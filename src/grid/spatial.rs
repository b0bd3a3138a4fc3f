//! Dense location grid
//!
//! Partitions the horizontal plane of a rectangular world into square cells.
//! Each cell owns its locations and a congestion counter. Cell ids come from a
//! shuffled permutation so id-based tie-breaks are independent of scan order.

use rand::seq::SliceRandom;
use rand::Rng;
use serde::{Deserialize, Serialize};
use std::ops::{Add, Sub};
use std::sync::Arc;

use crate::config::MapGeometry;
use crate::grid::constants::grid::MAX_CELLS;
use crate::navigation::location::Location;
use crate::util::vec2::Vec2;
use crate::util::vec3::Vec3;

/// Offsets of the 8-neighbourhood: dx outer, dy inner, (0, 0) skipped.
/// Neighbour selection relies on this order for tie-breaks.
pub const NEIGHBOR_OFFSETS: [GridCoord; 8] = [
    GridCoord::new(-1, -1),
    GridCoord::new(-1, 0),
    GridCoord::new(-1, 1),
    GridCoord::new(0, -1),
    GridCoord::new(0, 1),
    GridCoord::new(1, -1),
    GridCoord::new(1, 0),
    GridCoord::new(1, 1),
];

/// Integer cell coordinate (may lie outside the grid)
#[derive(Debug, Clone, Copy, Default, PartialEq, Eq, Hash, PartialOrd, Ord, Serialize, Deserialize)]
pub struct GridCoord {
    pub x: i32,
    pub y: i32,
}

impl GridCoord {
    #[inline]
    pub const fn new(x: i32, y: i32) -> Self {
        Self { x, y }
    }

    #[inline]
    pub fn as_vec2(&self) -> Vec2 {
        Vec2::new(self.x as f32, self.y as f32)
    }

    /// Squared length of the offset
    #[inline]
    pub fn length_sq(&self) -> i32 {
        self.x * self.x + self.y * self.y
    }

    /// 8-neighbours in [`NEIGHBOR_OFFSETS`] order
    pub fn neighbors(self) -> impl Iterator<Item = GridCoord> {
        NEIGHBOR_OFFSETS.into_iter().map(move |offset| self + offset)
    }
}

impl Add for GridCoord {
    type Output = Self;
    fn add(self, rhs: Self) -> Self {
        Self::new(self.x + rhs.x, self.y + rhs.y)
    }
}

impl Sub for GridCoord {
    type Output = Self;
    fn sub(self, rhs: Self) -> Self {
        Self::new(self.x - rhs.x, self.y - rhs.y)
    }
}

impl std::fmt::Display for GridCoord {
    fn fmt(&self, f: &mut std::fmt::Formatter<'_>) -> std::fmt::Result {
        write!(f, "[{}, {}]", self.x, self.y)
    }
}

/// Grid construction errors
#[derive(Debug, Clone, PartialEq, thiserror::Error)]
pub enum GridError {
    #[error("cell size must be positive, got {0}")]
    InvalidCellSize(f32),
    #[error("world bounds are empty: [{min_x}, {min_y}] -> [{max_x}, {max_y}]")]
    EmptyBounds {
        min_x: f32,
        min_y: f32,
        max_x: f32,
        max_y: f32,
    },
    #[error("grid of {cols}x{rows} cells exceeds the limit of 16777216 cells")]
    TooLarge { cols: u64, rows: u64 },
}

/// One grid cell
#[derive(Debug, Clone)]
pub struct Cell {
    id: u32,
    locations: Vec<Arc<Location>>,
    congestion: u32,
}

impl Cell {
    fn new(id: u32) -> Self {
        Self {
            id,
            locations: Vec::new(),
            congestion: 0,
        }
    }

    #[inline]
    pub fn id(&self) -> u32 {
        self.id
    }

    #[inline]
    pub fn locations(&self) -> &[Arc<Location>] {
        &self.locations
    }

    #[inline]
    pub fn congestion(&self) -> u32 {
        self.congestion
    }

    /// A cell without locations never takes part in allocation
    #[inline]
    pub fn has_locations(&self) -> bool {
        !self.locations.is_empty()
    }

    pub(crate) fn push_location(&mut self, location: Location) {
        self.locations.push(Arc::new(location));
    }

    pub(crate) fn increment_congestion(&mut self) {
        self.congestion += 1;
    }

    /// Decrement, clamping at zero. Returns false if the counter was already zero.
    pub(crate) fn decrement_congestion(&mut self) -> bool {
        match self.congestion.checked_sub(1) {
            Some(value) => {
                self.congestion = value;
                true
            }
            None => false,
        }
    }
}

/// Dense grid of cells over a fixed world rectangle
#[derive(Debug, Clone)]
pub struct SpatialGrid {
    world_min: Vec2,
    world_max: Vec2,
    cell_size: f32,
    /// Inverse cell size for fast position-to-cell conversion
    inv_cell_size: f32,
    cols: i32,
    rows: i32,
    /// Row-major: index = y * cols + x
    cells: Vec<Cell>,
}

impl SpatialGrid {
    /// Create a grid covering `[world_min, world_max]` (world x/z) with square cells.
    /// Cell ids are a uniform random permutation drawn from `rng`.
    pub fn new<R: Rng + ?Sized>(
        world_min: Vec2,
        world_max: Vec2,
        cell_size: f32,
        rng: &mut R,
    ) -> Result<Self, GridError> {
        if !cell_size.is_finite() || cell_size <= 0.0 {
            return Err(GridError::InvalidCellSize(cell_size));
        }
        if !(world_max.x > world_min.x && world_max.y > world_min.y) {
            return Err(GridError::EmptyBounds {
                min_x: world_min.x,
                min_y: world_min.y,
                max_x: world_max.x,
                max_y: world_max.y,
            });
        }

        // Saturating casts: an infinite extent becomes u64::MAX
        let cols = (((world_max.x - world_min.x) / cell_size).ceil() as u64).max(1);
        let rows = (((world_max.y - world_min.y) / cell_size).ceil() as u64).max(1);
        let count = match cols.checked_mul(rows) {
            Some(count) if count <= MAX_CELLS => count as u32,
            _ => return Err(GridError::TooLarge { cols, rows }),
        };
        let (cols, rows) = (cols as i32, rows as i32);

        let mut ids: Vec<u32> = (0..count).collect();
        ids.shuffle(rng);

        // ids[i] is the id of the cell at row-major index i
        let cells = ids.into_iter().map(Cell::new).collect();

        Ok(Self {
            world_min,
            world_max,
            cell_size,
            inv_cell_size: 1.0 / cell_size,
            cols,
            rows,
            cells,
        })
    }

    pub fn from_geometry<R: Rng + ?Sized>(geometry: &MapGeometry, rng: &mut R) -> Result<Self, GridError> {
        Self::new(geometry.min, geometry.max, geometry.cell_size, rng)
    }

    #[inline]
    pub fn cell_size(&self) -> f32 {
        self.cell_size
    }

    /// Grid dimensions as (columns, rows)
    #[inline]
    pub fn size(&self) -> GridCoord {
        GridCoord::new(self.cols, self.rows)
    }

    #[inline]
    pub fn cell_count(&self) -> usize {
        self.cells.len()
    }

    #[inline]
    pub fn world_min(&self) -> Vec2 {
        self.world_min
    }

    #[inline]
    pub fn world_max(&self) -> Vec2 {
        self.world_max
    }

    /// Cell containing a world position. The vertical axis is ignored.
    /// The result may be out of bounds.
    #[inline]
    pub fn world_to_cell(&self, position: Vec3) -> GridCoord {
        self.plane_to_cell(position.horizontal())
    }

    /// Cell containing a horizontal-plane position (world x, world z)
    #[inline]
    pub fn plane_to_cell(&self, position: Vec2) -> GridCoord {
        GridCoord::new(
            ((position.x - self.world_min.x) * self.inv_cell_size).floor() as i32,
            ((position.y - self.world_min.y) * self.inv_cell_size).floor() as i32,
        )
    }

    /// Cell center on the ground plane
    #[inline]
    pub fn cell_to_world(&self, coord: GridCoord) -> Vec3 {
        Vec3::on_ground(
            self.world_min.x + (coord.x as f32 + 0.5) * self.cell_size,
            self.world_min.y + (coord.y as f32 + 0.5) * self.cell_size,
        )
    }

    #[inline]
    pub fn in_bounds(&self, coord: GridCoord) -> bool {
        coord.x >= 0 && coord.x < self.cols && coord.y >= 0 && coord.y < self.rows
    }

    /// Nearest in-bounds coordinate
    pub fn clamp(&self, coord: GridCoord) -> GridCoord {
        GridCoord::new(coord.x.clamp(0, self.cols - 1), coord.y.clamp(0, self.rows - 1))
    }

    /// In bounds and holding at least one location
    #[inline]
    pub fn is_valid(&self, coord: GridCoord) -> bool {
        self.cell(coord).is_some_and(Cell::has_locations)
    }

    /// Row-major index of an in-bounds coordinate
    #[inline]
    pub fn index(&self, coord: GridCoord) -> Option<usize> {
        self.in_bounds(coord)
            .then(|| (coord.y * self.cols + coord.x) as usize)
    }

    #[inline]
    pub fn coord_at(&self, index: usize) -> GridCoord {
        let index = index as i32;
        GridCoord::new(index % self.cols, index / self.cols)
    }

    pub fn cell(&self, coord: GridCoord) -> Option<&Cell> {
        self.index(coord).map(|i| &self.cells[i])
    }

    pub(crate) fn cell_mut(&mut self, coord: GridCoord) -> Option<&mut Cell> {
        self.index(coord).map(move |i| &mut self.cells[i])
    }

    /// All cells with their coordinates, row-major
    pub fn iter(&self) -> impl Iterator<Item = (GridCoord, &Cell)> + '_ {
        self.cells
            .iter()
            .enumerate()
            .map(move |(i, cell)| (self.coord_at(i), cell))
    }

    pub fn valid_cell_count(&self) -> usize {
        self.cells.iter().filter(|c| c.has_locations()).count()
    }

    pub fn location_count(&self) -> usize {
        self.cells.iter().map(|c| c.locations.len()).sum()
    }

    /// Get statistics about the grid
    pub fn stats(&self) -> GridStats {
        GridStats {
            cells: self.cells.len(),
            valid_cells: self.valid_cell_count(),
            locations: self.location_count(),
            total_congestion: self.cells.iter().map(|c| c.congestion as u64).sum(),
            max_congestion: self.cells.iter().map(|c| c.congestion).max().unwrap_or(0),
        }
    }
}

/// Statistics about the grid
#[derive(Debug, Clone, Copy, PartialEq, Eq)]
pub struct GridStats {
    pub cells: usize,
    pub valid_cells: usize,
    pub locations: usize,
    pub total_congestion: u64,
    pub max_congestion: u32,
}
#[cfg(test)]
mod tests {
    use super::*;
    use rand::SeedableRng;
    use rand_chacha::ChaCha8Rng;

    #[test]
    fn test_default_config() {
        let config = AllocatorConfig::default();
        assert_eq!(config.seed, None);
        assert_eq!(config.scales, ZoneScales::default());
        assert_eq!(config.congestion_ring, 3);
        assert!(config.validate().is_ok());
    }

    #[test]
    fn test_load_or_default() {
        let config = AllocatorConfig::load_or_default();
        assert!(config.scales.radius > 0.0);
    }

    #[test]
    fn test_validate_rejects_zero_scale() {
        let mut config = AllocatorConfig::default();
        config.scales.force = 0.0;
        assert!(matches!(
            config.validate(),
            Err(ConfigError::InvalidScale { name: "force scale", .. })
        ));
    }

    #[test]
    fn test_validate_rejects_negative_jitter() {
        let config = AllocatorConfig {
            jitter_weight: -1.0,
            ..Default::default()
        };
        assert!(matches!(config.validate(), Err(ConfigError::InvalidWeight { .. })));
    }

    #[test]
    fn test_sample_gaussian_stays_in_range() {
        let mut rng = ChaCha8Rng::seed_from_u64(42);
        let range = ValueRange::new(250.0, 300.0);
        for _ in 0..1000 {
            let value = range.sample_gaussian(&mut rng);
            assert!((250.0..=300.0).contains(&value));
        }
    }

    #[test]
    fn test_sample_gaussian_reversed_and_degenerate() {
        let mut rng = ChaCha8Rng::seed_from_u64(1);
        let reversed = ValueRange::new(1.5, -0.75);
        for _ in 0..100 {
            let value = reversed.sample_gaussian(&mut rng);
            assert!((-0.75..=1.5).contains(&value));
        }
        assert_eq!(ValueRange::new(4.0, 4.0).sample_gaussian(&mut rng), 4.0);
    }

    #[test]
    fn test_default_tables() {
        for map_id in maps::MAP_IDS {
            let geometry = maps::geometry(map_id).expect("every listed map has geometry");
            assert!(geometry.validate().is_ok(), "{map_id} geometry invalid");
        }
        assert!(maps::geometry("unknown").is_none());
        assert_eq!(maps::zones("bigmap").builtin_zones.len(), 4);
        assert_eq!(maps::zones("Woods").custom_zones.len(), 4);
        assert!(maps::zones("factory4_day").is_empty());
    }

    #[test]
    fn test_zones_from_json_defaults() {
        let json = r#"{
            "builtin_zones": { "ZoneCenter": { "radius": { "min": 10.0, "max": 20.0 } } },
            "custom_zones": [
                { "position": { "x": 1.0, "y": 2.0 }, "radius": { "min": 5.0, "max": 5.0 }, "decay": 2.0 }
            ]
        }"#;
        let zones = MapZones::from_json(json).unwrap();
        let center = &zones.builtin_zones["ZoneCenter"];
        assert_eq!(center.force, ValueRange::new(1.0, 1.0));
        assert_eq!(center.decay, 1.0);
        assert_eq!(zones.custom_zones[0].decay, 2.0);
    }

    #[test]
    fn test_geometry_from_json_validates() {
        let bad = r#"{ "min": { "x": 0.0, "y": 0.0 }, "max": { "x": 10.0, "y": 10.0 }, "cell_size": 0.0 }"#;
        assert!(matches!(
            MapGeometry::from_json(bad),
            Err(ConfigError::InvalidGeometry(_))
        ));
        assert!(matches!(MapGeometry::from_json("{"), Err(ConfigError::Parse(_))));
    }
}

Your task:
Everything from the first line of the data through the line holding "use crate::config::MapGeometry;" should be output exactly, and no other lines.

Answer section:
filename src/grid/spatial.rs
repository b0bd3a3138a4fc3f
//! Dense location grid
//!
//! Partitions the horizontal plane of a rectangular world into square cells.
//! Each cell owns its locations and a congestion counter. Cell ids come from a
//! shuffled permutation so id-based tie-breaks are independent of scan order.

use rand::seq::SliceRandom;
use rand::Rng;
use serde::{Deserialize, Serialize};
use std::ops::{Add, Sub};
use std::sync::Arc;

use crate::config::MapGeometry;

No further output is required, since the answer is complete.